What is needed => Which lines in the data below contain the word "MemoryService"? Copy each of them.

BEGIN Dataset extract

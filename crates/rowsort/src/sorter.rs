//! Table sorter: builder, strategy selection and sorted results.
//!
//! A [`TableSorter`] reads a single-pass row source exactly once. It sorts
//! either fully in memory or with the external merge strategy. Both
//! strategies sort stably, so they produce the same row order for the
//! same input.

use std::sync::Arc;

use rowsort_config::SortConfig;
use rowsort_query::comparator::{RowComparator, SortTarget};
use rowsort_query::kway_merge::KWayMerge;
use rowsort_query::memory::MemoryService;
use rowsort_query::progress::ExecutionMonitor;
use rowsort_query::sort::sort_buffer;
use rowsort_storage::chunk::{Chunk, ChunkIter};
use rowsort_storage::chunk_store::{ChunkBuilder, ChunkStore};
use rowsort_types::error::{Result, SortError};
use rowsort_types::row::Row;
use rowsort_types::table_spec::TableSpec;

use crate::external_sort::{Spill, Ticker};
use crate::table::RowTable;

/// Single-pass input of a sort.
pub type RowSource<'a> = Box<dyn Iterator<Item = Result<Row>> + 'a>;

#[derive(Debug, Clone, Copy, PartialEq, Eq)]
pub enum SortStrategy {
    InMemory,
    External,
}

/// What a finished sort did.
#[derive(Debug, Clone, PartialEq, Eq)]
pub struct SortStats {
    pub strategy: SortStrategy,
    pub rows: u64,
    /// Chunk files written, including merge levels and the output chunk.
    pub chunks_written: u64,
    /// Merge passes before the final merge.
    pub merge_levels: usize,
}

/// Everything a running sort needs besides its input.
pub(crate) struct SortJob {
    pub(crate) spec: TableSpec,
    pub(crate) comparator: Arc<RowComparator>,
    pub(crate) config: SortConfig,
    pub(crate) row_count: Option<u64>,
    pub(crate) memory: MemoryService,
    /// Low memory already reported before the first row was read.
    pub(crate) low_memory: bool,
    pub(crate) spill: Spill,
}

pub struct TableSorter<'a> {
    spec: TableSpec,
    rows: RowSource<'a>,
    row_count: Option<u64>,
    comparator: Option<RowComparator>,
    sort_in_memory: bool,
    config: SortConfig,
    memory: Option<MemoryService>,
}

impl<'a> TableSorter<'a> {
    /// Sorter over `rows`, which must conform to `spec`. `row_count` is only
    /// used for progress reporting.
    pub fn new(
        spec: TableSpec,
        rows: impl Iterator<Item = Result<Row>> + 'a,
        row_count: Option<u64>,
    ) -> Self {
        TableSorter {
            spec,
            rows: Box::new(rows),
            row_count,
            comparator: None,
            sort_in_memory: false,
            config: SortConfig::default(),
            memory: None,
        }
    }

    pub fn for_table(table: &'a RowTable) -> Self {
        Self::new(table.spec().clone(), table.iter_rows(), Some(table.num_rows()))
    }

    /// Sort by the named columns, `ascending[i]` giving the direction of
    /// `names[i]`. Fails without reading any row if the selection is invalid.
    pub fn sort_columns<S: AsRef<str>>(self, names: &[S], ascending: &[bool]) -> Result<Self> {
        self.sort_columns_with_missings(names, ascending, false)
    }

    /// Like [`Self::sort_columns`]; with `missings_last` missing cells end
    /// up last in either direction.
    pub fn sort_columns_with_missings<S: AsRef<str>>(
        mut self,
        names: &[S],
        ascending: &[bool],
        missings_last: bool,
    ) -> Result<Self> {
        self.comparator = Some(RowComparator::for_columns(
            &self.spec,
            names,
            ascending,
            missings_last,
        )?);
        Ok(self)
    }

    /// Sort with a prebuilt comparator. Its columns must exist in the table spec.
    pub fn row_comparator(mut self, comparator: RowComparator) -> Result<Self> {
        let num_columns = self.spec.num_columns();
        for column in comparator.columns() {
            if let SortTarget::Column(i) = column.target {
                if i >= num_columns {
                    return Err(SortError::Config(format!(
                        "Sort column index {} out of range, table has {} columns",
                        i, num_columns
                    )));
                }
            }
        }
        self.comparator = Some(comparator);
        Ok(self)
    }

    pub fn sort_in_memory(mut self, sort_in_memory: bool) -> Self {
        self.sort_in_memory = sort_in_memory;
        self
    }

    pub fn config(mut self, config: SortConfig) -> Result<Self> {
        config.validate()?;
        self.config = config;
        Ok(self)
    }

    /// Use `memory` instead of a service over the current process.
    pub fn memory_service(mut self, memory: MemoryService) -> Self {
        self.memory = Some(memory);
        self
    }

    fn prepare(self) -> Result<(SortJob, RowSource<'a>, SortStrategy)> {
        let comparator = self.comparator.ok_or_else(|| {
            SortError::Config("No sort columns selected".to_string())
        })?;
        let mut memory = match self.memory {
            Some(memory) => memory,
            None => MemoryService::from_config(&self.config),
        };

        let low_memory =
            self.sort_in_memory && !self.config.disable_min_memory_check && memory.is_memory_low();
        let strategy = if !self.sort_in_memory {
            SortStrategy::External
        } else if low_memory {
            tracing::info!(
                memory = %memory.usage_summary(),
                "memory is low, sorting on disk instead of in memory"
            );
            SortStrategy::External
        } else {
            SortStrategy::InMemory
        };
        tracing::debug!(?strategy, row_count = ?self.row_count, "starting sort");

        let job = SortJob {
            spill: Spill::new(&self.config),
            spec: self.spec,
            comparator: Arc::new(comparator),
            config: self.config,
            row_count: self.row_count,
            memory,
            low_memory,
        };
        Ok((job, self.rows, strategy))
    }

    /// Sort the input into a [`SortedTable`].
    pub fn sort(self, exec: &ExecutionMonitor) -> Result<SortedTable> {
        let (mut job, rows, strategy) = self.prepare()?;
        let (chunk, merge_levels) = match strategy {
            SortStrategy::InMemory => (job.sort_all_in_memory(rows, exec)?, 0),
            SortStrategy::External => {
                exec.set_message("Reading data");
                let phase = job.create_initial_chunks(rows, &exec.create_sub_progress(0.5))?;
                let num_rows = phase.num_rows();
                let levels = phase.compute_num_levels(false);

                exec.set_message("Merging temporary tables");
                let share = 0.5 / (levels + 1) as f64;
                let merge_exec = exec.create_sub_progress(share * levels as f64);
                let chunks = phase.merge_levels(&mut job.spill, &merge_exec, false)?;
                let chunk = job.write_output(chunks, num_rows, &exec.create_sub_progress(share))?;
                (chunk, levels)
            }
        };
        exec.set_progress(1.0);

        let stats = SortStats {
            strategy,
            rows: chunk.len(),
            chunks_written: job.spill.chunks_written(),
            merge_levels,
        };
        tracing::debug!(?stats, "sort finished");
        Ok(SortedTable {
            chunk,
            spill: job.spill.into_store(),
            spec: job.spec,
            stats,
        })
    }

    /// Sort the input but defer the final merge: the returned iterator
    /// merges the remaining chunks while it is consumed.
    pub fn sorted_rows(self, exec: &ExecutionMonitor) -> Result<SortedRows> {
        let (mut job, rows, strategy) = self.prepare()?;
        let (merge, rows_total, merge_levels) = match strategy {
            SortStrategy::InMemory => {
                let chunk = job.sort_all_in_memory(rows, exec)?;
                let rows_total = chunk.len();
                let merge = KWayMerge::new(vec![chunk.into_rows()?], Arc::clone(&job.comparator))?;
                (merge, rows_total, 0)
            }
            SortStrategy::External => {
                exec.set_message("Reading data");
                let phase = job.create_initial_chunks(rows, &exec.create_sub_progress(0.5))?;
                let rows_total = phase.num_rows();
                let levels = phase.compute_num_levels(false);
                tracing::debug!(chunks = phase.num_chunks(), levels, "merging into iterator");

                exec.set_message("Merging temporary tables");
                let merge_exec = exec.create_sub_progress(0.5);
                let chunks = phase.merge_levels(&mut job.spill, &merge_exec, false)?;
                let rows = chunks
                    .into_iter()
                    .map(Chunk::into_rows)
                    .collect::<Result<Vec<_>>>()?;
                (KWayMerge::new(rows, Arc::clone(&job.comparator))?, rows_total, levels)
            }
        };
        exec.set_progress(1.0);

        let stats = SortStats {
            strategy,
            rows: rows_total,
            chunks_written: job.spill.chunks_written(),
            merge_levels,
        };
        Ok(SortedRows {
            merge,
            spill: job.spill.into_store(),
            spec: job.spec,
            stats,
        })
    }
}

impl SortJob {
    /// Read everything (first half of the progress), sort, and copy into
    /// the output chunk (second half). Fewer than two rows are passed
    /// through unsorted.
    fn sort_all_in_memory(&mut self, rows: RowSource<'_>, exec: &ExecutionMonitor) -> Result<Chunk> {
        exec.check_canceled()?;
        exec.set_message("Reading data");
        let read_exec = exec.create_sub_progress(0.5);
        let mut ticker = Ticker::new(&read_exec, self.row_count, self.config.check_interval);
        let mut buffer = Vec::new();
        for row in rows {
            let row = row?;
            self.spec.validate_row(&row)?;
            buffer.push(row);
            ticker.tick("Reading data")?;
        }
        read_exec.set_progress(1.0);
        if buffer.len() < 2 {
            return Ok(Chunk::Memory(buffer));
        }

        exec.set_message("Sorting");
        exec.check_canceled()?;
        sort_buffer(&mut buffer, &self.comparator);

        exec.set_message("Creating sorted table");
        let write_exec = exec.create_sub_progress(0.5);
        let total = buffer.len() as u64;
        let mut output = ChunkBuilder::Memory(Vec::with_capacity(buffer.len()));
        let mut ticker = Ticker::new(&write_exec, Some(total), self.config.check_interval);
        for row in buffer {
            output.add_row(row)?;
            ticker.tick("Creating sorted table")?;
        }
        write_exec.set_progress(1.0);
        output.close()
    }
}

/// Result of [`TableSorter::sort`]. Can be read any number of times; chunk
/// files backing it are removed when it is dropped.
#[derive(Debug)]
pub struct SortedTable {
    // Dropped before the spill directory.
    chunk: Chunk,
    spill: Option<ChunkStore>,
    spec: TableSpec,
    stats: SortStats,
}

impl SortedTable {
    pub fn spec(&self) -> &TableSpec {
        &self.spec
    }

    pub fn row_count(&self) -> u64 {
        self.chunk.len()
    }

    pub fn iter(&self) -> Result<ChunkIter<'_>> {
        self.chunk.iter()
    }

    pub fn is_on_disk(&self) -> bool {
        self.chunk.is_on_disk()
    }

    pub fn stats(&self) -> &SortStats {
        &self.stats
    }

    /// Read all rows back into memory.
    pub fn to_row_table(&self) -> Result<RowTable> {
        let rows = self.iter()?.collect::<Result<Vec<_>>>()?;
        RowTable::new(self.spec.clone(), rows)
    }
}

/// Result of [`TableSorter::sorted_rows`]: a single-pass iterator over
/// the sorted rows.
pub struct SortedRows {
    merge: KWayMerge,
    spill: Option<ChunkStore>,
    spec: TableSpec,
    stats: SortStats,
}

impl SortedRows {
    pub fn spec(&self) -> &TableSpec {
        &self.spec
    }

    pub fn row_count(&self) -> u64 {
        self.stats.rows
    }

    pub fn stats(&self) -> &SortStats {
        &self.stats
    }

    /// Spill directory in use, if any chunk was written.
    pub fn spill_dir(&self) -> Option<&std::path::Path> {
        self.spill.as_ref().map(ChunkStore::path)
    }
}

impl Iterator for SortedRows {
    type Item = Result<Row>;

    fn next(&mut self) -> Option<Self::Item> {
        self.merge.next()
    }
}

#[cfg(test)]
mod tests {
    use super::*;
    use rowsort_types::data_cell::{DataCell, DataType};

    fn table(values: &[i64]) -> RowTable {
        let spec = TableSpec::from_pairs(&[("v", DataType::Integer)]).unwrap();
        let rows = values
            .iter()
            .enumerate()
            .map(|(i, &v)| Row::new(format!("r{}", i + 1), vec![DataCell::Integer(v)]))
            .collect();
        RowTable::new(spec, rows).unwrap()
    }

    fn keys(table: &SortedTable) -> Vec<String> {
        table
            .iter()
            .unwrap()
            .map(|r| r.unwrap().key().to_string())
            .collect()
    }

    fn small_runs(rows_per_chunk: usize) -> SortConfig {
        SortConfig {
            max_rows_per_chunk: rows_per_chunk,
            ..SortConfig::default()
        }
    }

    #[test]
    fn test_run_size_two() {
        let input = table(&[5, 1, 3]);
        let sorted = TableSorter::for_table(&input)
            .sort_columns(&["v"], &[true])
            .unwrap()
            .config(small_runs(2))
            .unwrap()
            .sort(&ExecutionMonitor::new())
            .unwrap();
        assert_eq!(keys(&sorted), vec!["r2", "r3", "r1"]);
        assert_eq!(sorted.row_count(), 3);
        assert_eq!(sorted.stats().strategy, SortStrategy::External);
        // One spilled run plus the merged output.
        assert_eq!(sorted.stats().chunks_written, 2);
        assert!(sorted.is_on_disk());
    }

    #[test]
    fn test_in_memory() {
        let input = table(&[5, 1, 3]);
        let exec = ExecutionMonitor::new();
        let sorted = TableSorter::for_table(&input)
            .sort_columns(&["v"], &[false])
            .unwrap()
            .sort_in_memory(true)
            .sort(&exec)
            .unwrap();
        assert_eq!(keys(&sorted), vec!["r1", "r3", "r2"]);
        assert_eq!(sorted.stats().strategy, SortStrategy::InMemory);
        assert_eq!(sorted.stats().chunks_written, 0);
        assert!((exec.progress() - 1.0).abs() < 1e-9);
    }

    #[test]
    fn test_missing_sort_columns() {
        let input = table(&[1, 2]);
        let err = TableSorter::for_table(&input)
            .sort(&ExecutionMonitor::new())
            .unwrap_err();
        assert!(matches!(err, SortError::Config(_)));
    }

    #[test]
    fn test_comparator_index_checked() {
        let input = table(&[1]);
        let cmp = RowComparator::new(vec![rowsort_query::comparator::SortColumn::column(
            3,
            DataType::Integer.comparator(),
        )])
        .unwrap();
        assert!(TableSorter::for_table(&input).row_comparator(cmp).is_err());
    }

    #[test]
    fn test_sorted_rows_single_chunk() {
        let input = table(&[2, 1]);
        let rows: Vec<Row> = TableSorter::for_table(&input)
            .sort_columns(&["v"], &[true])
            .unwrap()
            .sorted_rows(&ExecutionMonitor::new())
            .unwrap()
            .collect::<Result<_>>()
            .unwrap();
        assert_eq!(rows[0].key().as_str(), "r2");
        assert_eq!(rows[1].key().as_str(), "r1");
    }
}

END Dataset extract

Exercise result =>
use rowsort_query::memory::MemoryService;
    pub(crate) memory: MemoryService,
    memory: Option<MemoryService>,
    pub fn memory_service(mut self, memory: MemoryService) -> Self {
            None => MemoryService::from_config(&self.config),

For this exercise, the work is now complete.